Vignerons-Paysans. I like that. Two words. Modest words, humble words, words with their feet planted firmly in the dirt. Words with more nobility by accident than all the money and the marketing in the world could ever imagine. Honest words, direct and and strong as a handshake with a work-callused hand.
There is no word in French (or Spanish, or Italian) for "winemaker." Italian producer Stefano Inama puts it very eloquently when he observes that the closest one can come to "making wine" is to labor in the vineyard, to work the soil, to prune the vines. Ask anyone who makes their daily bread aiding and abetting the transformation of grapes into one of life's loveliest pleasures what it is they do, and they'll reply that the best they can do is to pour love and energy into the vineyard, then intervene as little as possible while the magic happens. 
Awhile back, a generous friend gave me a couple bottles from one of Woodinville's more exclusive addresses, an institution whose unabashed self-worth is reflected in both the price of the bottles (if you have to ask...) and the self-congratulatory verbiage on the back label.

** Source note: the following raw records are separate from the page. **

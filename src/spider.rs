//! The contract every agency spider implements.
//!
//! A spider knows three things: which [`Agency`] it scrapes, where that
//! agency publishes its calendar, and how to read one page of it into
//! [`ScrapedMeeting`] drafts. Identity and status are never authored by the
//! spider; [`Spider::meetings`] derives them uniformly for every agency.

use crate::error::MeetingError;
use crate::models::{Agency, Meeting, ScrapedMeeting};
use chrono::NaiveDateTime;
use scraper::Html;
use tracing::debug;

/// A site-specific scraping routine for one agency.
pub trait Spider {
    /// The agency this spider scrapes.
    fn agency(&self) -> &Agency;

    /// Pages to fetch and hand to [`Spider::parse`].
    fn start_urls(&self) -> Vec<String>;

    /// Extract meeting drafts from one fetched page.
    ///
    /// `source` is the URL the page came from; it belongs in each draft's
    /// `source` field.
    fn parse(&self, document: &Html, source: &str) -> Result<Vec<ScrapedMeeting>, MeetingError>;

    /// Parse raw HTML and finalize every draft it yields.
    ///
    /// Fails on the first draft that cannot be finalized, so a spider that
    /// stops finding start times is noticed rather than silently emptied.
    fn meetings(
        &self,
        html: &str,
        source: &str,
        now: NaiveDateTime,
    ) -> Result<Vec<Meeting>, MeetingError> {
        let document = Html::parse_document(html);
        let drafts = self.parse(&document, source)?;
        debug!(
            agency = %self.agency().slug,
            %source,
            drafts = drafts.len(),
            "Parsed page"
        );
        drafts
            .into_iter()
            .map(|draft| Meeting::from_scraped(self.agency(), draft, now))
            .collect()
    }
}

#[cfg(test)]
mod tests {
    use super::*;
    use crate::models::{Classification, Link, Location, Status};
    use crate::parsing::{
        absolute_url, element_text, parse_month_day_year, require_landmark, selector,
    };
    use chrono::{NaiveDate, NaiveTime};

    const SOURCE: &str = "https://loopchicago.com/about-state-street-ssa1-2015/state-street-commission/";

    const PAGE: &str = r#"
        <html><body>
          <p>Meetings are held at ABC 7 Chicago, 190 N. State St.</p>
          <div class="layoutArea"><ul>
            <li><a href="/assets/2018-january-16-ssc-meeting-minutes.pdf">January 16, 2018</a></li>
            <li><a href="/assets/2018-march-20-ssc-meeting-minutes.pdf">March 20, 2018</a></li>
            <li><a href="/assets/2018-november-20-ssc-agenda.pdf">November 20, 2018</a></li>
            <li>December 18, 2018</li>
          </ul></div>
        </body></html>
    "#;

    /// A single-list spider in the style of the Loop SSA commission page.
    struct CommissionListSpider {
        agency: Agency,
    }

    impl CommissionListSpider {
        fn new() -> Self {
            Self {
                agency: Agency::new(
                    "chi_ssa_1",
                    "Chicago Special Service Area #1-2015",
                    chrono_tz::America::Chicago,
                ),
            }
        }

        fn location(document: &Html) -> Result<Location, MeetingError> {
            let page_text = document.root_element().text().collect::<String>();
            require_landmark(&page_text, "190 N. State St.")?;
            Ok(Location {
                name: "ABC 7 Chicago".to_string(),
                address: "190 N State St Chicago, IL 60601".to_string(),
            })
        }
    }

    impl Spider for CommissionListSpider {
        fn agency(&self) -> &Agency {
            &self.agency
        }

        fn start_urls(&self) -> Vec<String> {
            vec![SOURCE.to_string()]
        }

        fn parse(&self, document: &Html, source: &str) -> Result<Vec<ScrapedMeeting>, MeetingError> {
            let location = Self::location(document)?;
            let items = selector(".layoutArea li")?;
            let anchors = selector("a")?;

            let mut drafts = Vec::new();
            for item in document.select(&items) {
                let Some(date) = parse_month_day_year(&element_text(item)) else {
                    continue;
                };
                let links = item
                    .select(&anchors)
                    .filter_map(|a| a.value().attr("href"))
                    .filter_map(|href| absolute_url(source, href))
                    .map(|href| Link::new("Minutes", href))
                    .collect();
                drafts.push(ScrapedMeeting {
                    title: "State Street Commission".to_string(),
                    classification: Classification::Commission,
                    start: Some(date.and_time(NaiveTime::from_hms_opt(14, 0, 0).unwrap())),
                    location: location.clone(),
                    links,
                    source: source.to_string(),
                    ..Default::default()
                });
            }
            Ok(drafts)
        }
    }

    fn frozen_now() -> NaiveDateTime {
        NaiveDate::from_ymd_opt(2018, 10, 12)
            .unwrap()
            .and_hms_opt(12, 0, 0)
            .unwrap()
    }

    #[test]
    fn test_meetings_ids_and_statuses() {
        let spider = CommissionListSpider::new();
        let meetings = spider.meetings(PAGE, SOURCE, frozen_now()).unwrap();

        assert_eq!(meetings.len(), 4);
        assert_eq!(meetings[0].id, "chi_ssa_1/201801161400/x/state_street_commission");
        assert_eq!(meetings[0].status, Status::Passed);
        assert_eq!(meetings[2].status, Status::Confirmed);
        assert_eq!(meetings[3].status, Status::Tentative);
    }

    #[test]
    fn test_meetings_links_are_absolute() {
        let spider = CommissionListSpider::new();
        let meetings = spider.meetings(PAGE, SOURCE, frozen_now()).unwrap();

        assert_eq!(
            meetings[0].links,
            vec![Link::new(
                "Minutes",
                "https://loopchicago.com/assets/2018-january-16-ssc-meeting-minutes.pdf"
            )]
        );
        assert!(meetings[3].links.is_empty());
        for meeting in &meetings {
            assert_eq!(meeting.source, SOURCE);
            assert_eq!(meeting.location.name, "ABC 7 Chicago");
            assert_eq!(meeting.classification, Classification::Commission);
        }
    }

    #[test]
    fn test_meetings_layout_changed() {
        let spider = CommissionListSpider::new();
        let moved = PAGE.replace("190 N. State St.", "121 N. LaSalle St.");
        let err = spider.meetings(&moved, SOURCE, frozen_now()).unwrap_err();
        assert!(matches!(err, MeetingError::LayoutChanged { .. }));
    }

    #[test]
    fn test_start_urls() {
        assert_eq!(CommissionListSpider::new().start_urls(), vec![SOURCE.to_string()]);
    }
}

These, of course, are Wines made by Winemakers. Not to be confused with vine-growers (farmers) and certainly not peasants (anything but). Winemakers. Skilled, well capitalized, equipped with the  and capable of turning agricultural raw material into luxury goods.

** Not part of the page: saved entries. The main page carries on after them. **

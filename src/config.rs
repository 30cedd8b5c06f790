//! Optional YAML configuration.
//!
//! ```yaml
//! output_dir: ./output
//! agencies:
//!   - slug: chi_ssa_1
//!     name: "Chicago Special Service Area #1-2015"
//!     timezone: America/Chicago
//!   - slug: det_city_council
//!     name: Detroit City Council
//!     timezone: America/Detroit
//! ```
//!
//! Command-line flags override anything read from here.

use crate::models::Agency;
use chrono_tz::Tz;
use serde::Deserialize;
use std::fs;
use std::path::{Path, PathBuf};

#[derive(Debug, Clone, Default, Deserialize)]
pub struct Config {
    /// Where `process` writes output when no directory is given.
    #[serde(default)]
    pub output_dir: Option<PathBuf>,
    /// Known agencies, looked up by slug.
    #[serde(default)]
    pub agencies: Vec<Agency>,
}

/// Errors from loading the YAML config.
#[derive(Debug, thiserror::Error)]
pub enum ConfigError {
    #[error("cannot read {}: {source}", .path.display())]
    Io {
        path: PathBuf,
        #[source]
        source: std::io::Error,
    },
    #[error("cannot parse {}: {source}", .path.display())]
    Parse {
        path: PathBuf,
        #[source]
        source: serde_yaml::Error,
    },
}

impl Config {
    pub fn load(path: &Path) -> Result<Self, ConfigError> {
        let raw = fs::read_to_string(path).map_err(|source| ConfigError::Io {
            path: path.to_path_buf(),
            source,
        })?;
        Self::from_yaml(&raw).map_err(|source| ConfigError::Parse {
            path: path.to_path_buf(),
            source,
        })
    }

    pub fn from_yaml(raw: &str) -> Result<Self, serde_yaml::Error> {
        serde_yaml::from_str(raw)
    }

    pub fn agency(&self, slug: &str) -> Option<&Agency> {
        self.agencies.iter().find(|agency| agency.slug == slug)
    }

    /// The configured agency for `slug`, or a bare one in `timezone`.
    ///
    /// An explicit `timezone` always wins over the configured one.
    pub fn resolve_agency(&self, slug: &str, timezone: Option<Tz>) -> Agency {
        let mut agency = self
            .agency(slug)
            .cloned()
            .unwrap_or_else(|| Agency::new(slug, "", chrono_tz::America::Chicago));
        if let Some(tz) = timezone {
            agency.timezone = tz;
        }
        agency
    }
}

/// Parse an IANA timezone name such as `America/Detroit`.
pub fn parse_timezone(name: &str) -> Result<Tz, String> {
    name.parse::<Tz>()
        .map_err(|_| format!("unknown timezone: {name}"))
}
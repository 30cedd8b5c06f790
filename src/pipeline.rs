//! Batch processing of scraped drafts.
//!
//! The pipeline has three steps:
//! 1. **Finalize**: derive `id` and `status` for every draft ([`finalize_all`])
//! 2. **Merge**: collapse records sharing an id ([`merge_duplicates`])
//! 3. **Validate**: see [`crate::validation`]
//!
//! Drafts that cannot be finalized are logged and counted, never fatal for
//! the rest of the batch.

use crate::models::{Agency, Meeting, ScrapedMeeting};
use crate::utils::{looks_truncated, truncate_for_log};
use chrono::NaiveDateTime;
use itertools::Itertools;
use serde::de::DeserializeOwned;
use std::collections::HashMap;
use std::error::Error;
use std::path::Path;
use tokio::fs;
use tracing::{debug, info, instrument, warn};

/// Result of finalizing a batch of drafts.
#[derive(Debug, Default)]
pub struct Finalized {
    /// Meetings that received an id and status.
    pub meetings: Vec<Meeting>,
    /// Drafts dropped because they could not be finalized.
    pub skipped: usize,
}

/// Finalize every draft against `agency`, skipping the ones that fail.
///
/// # Arguments
///
/// * `agency` - Agency whose slug prefixes every id
/// * `drafts` - Drafts as authored by a spider
/// * `now` - Agency-local time used for status derivation
///
/// # Returns
///
/// The finalized meetings, in draft order, and how many drafts were skipped.
#[instrument(level = "info", skip_all, fields(agency = %agency.slug, drafts = drafts.len()))]
pub fn finalize_all(agency: &Agency, drafts: Vec<ScrapedMeeting>, now: NaiveDateTime) -> Finalized {
    let mut finalized = Finalized::default();
    for (index, draft) in drafts.into_iter().enumerate() {
        match Meeting::from_scraped(agency, draft, now) {
            Ok(meeting) => finalized.meetings.push(meeting),
            Err(e) => {
                warn!(index, error = %e, "Skipping draft");
                finalized.skipped += 1;
            }
        }
    }
    info!(
        finalized = finalized.meetings.len(),
        skipped = finalized.skipped,
        "Finalized drafts"
    );
    finalized
}

/// Collapse meetings that share an id into the first one seen.
///
/// A shared id means the same logical event was listed more than once,
/// typically once per attached document. The merged record keeps the
/// earliest `start` (ids only resolve to the minute), unions links by href
/// in the order encountered, and takes the highest status by precedence
/// (cancelled over passed over confirmed over tentative). With the earliest
/// start kept, that status is the one deriving it again on the merged
/// record would give.
///
/// # Arguments
///
/// * `meetings` - Finalized meetings, in the order they were scraped
///
/// # Returns
///
/// One meeting per distinct id, in first-seen order.
pub fn merge_duplicates(meetings: Vec<Meeting>) -> Vec<Meeting> {
    let before = meetings.len();
    let mut positions: HashMap<String, usize> = HashMap::new();
    let mut merged: Vec<Meeting> = Vec::with_capacity(before);

    for meeting in meetings {
        match positions.get(&meeting.id).copied() {
            Some(position) => {
                let kept = &mut merged[position];
                kept.links = std::mem::take(&mut kept.links)
                    .into_iter()
                    .chain(meeting.links)
                    .unique_by(|link| link.href.clone())
                    .collect();
                kept.start = kept.start.min(meeting.start);
                kept.status = kept.status.max(meeting.status);
            }
            None => {
                positions.insert(meeting.id.clone(), merged.len());
                merged.push(meeting);
            }
        }
    }

    if merged.len() != before {
        debug!(before, after = merged.len(), "Merged duplicate meetings");
    }
    merged
}

async fn load_json<T: DeserializeOwned>(path: &Path) -> Result<Vec<T>, Box<dyn Error>> {
    let raw = fs::read_to_string(path).await?;
    match serde_json::from_str::<Vec<T>>(&raw) {
        Ok(items) => {
            info!(path = %path.display(), count = items.len(), "Loaded items");
            Ok(items)
        }
        Err(e) if looks_truncated(&e) => {
            warn!(
                path = %path.display(),
                tail = %truncate_for_log(raw.get(raw.len().saturating_sub(80)..).unwrap_or(""), 80),
                "Input ends early"
            );
            Err(format!("{} looks truncated: {e}", path.display()).into())
        }
        Err(e) => Err(format!("{} is not a valid item list: {e}", path.display()).into()),
    }
}

/// Read a JSON array of drafts.
///
/// # Errors
///
/// Fails when the file cannot be read or is not a JSON array of drafts; the
/// message says so when the file looks cut off.
pub async fn load_drafts(path: &Path) -> Result<Vec<ScrapedMeeting>, Box<dyn Error>> {
    load_json(path).await
}

/// Read a JSON array of finalized meetings.
pub async fn load_meetings(path: &Path) -> Result<Vec<Meeting>, Box<dyn Error>> {
    load_json(path).await
}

Wines like this, and the attitude that creates them, are certainly no anomaly. They're pretty standard stuff, really, a universal theme. From the gated faux "Chateau" to the invitation to join the "Select," "Reserve" "Prestige" or "CEO" club, to the Promethean "Winemaker" who boasts of "barrel programs" while name-dropping exclusive vineyard sources, the subtext is that  the "right" wine, with the appropriate credentials is one of the trappings of upward mobility. Having an accepted label on one's table is among the de rigueur  trappings of having gained admittance to the promised land. For those of us whose Horation alber aspirations may not have yet landed us among the 1%, a familiarity with the proper intoxicants is the wink and the nod that assures onlookers that, if not yet past the gates, we're certainly in the driveway and admittance is all but a done deal. 
I'm not likely likely to drink those two bottles anytime soon, and will probably end up giving 'em away. I've had the wine before. All the parts are there in pretty much the properly proportions and there's no denying that it sings the notes correctly. It tastes okay, in a luxury wine sort of way, but it's not delicious in that je ne sais quoi kind of way. Let's just say that it just ain't got no soul, baby.
You just can't make or buy that stuff. You either have it, (or get it) or you don't. It can be anywhere, from Prosser to Lyle to Geyserville to Alba to Regua to Sablet to Félines-Minervois, but it has nothing to do with the right address or fancy digs (it seems to have a lot more to do with farming than finery).
In fact, what great wines  have in common is in the people who grow them. Call it character: modesty, humility, strong hands that know the meaning of hard work, and a respect that runs to reverence for sun, rain, wind and soil--the sort of character you'd expect from someone whose business card might say paysan.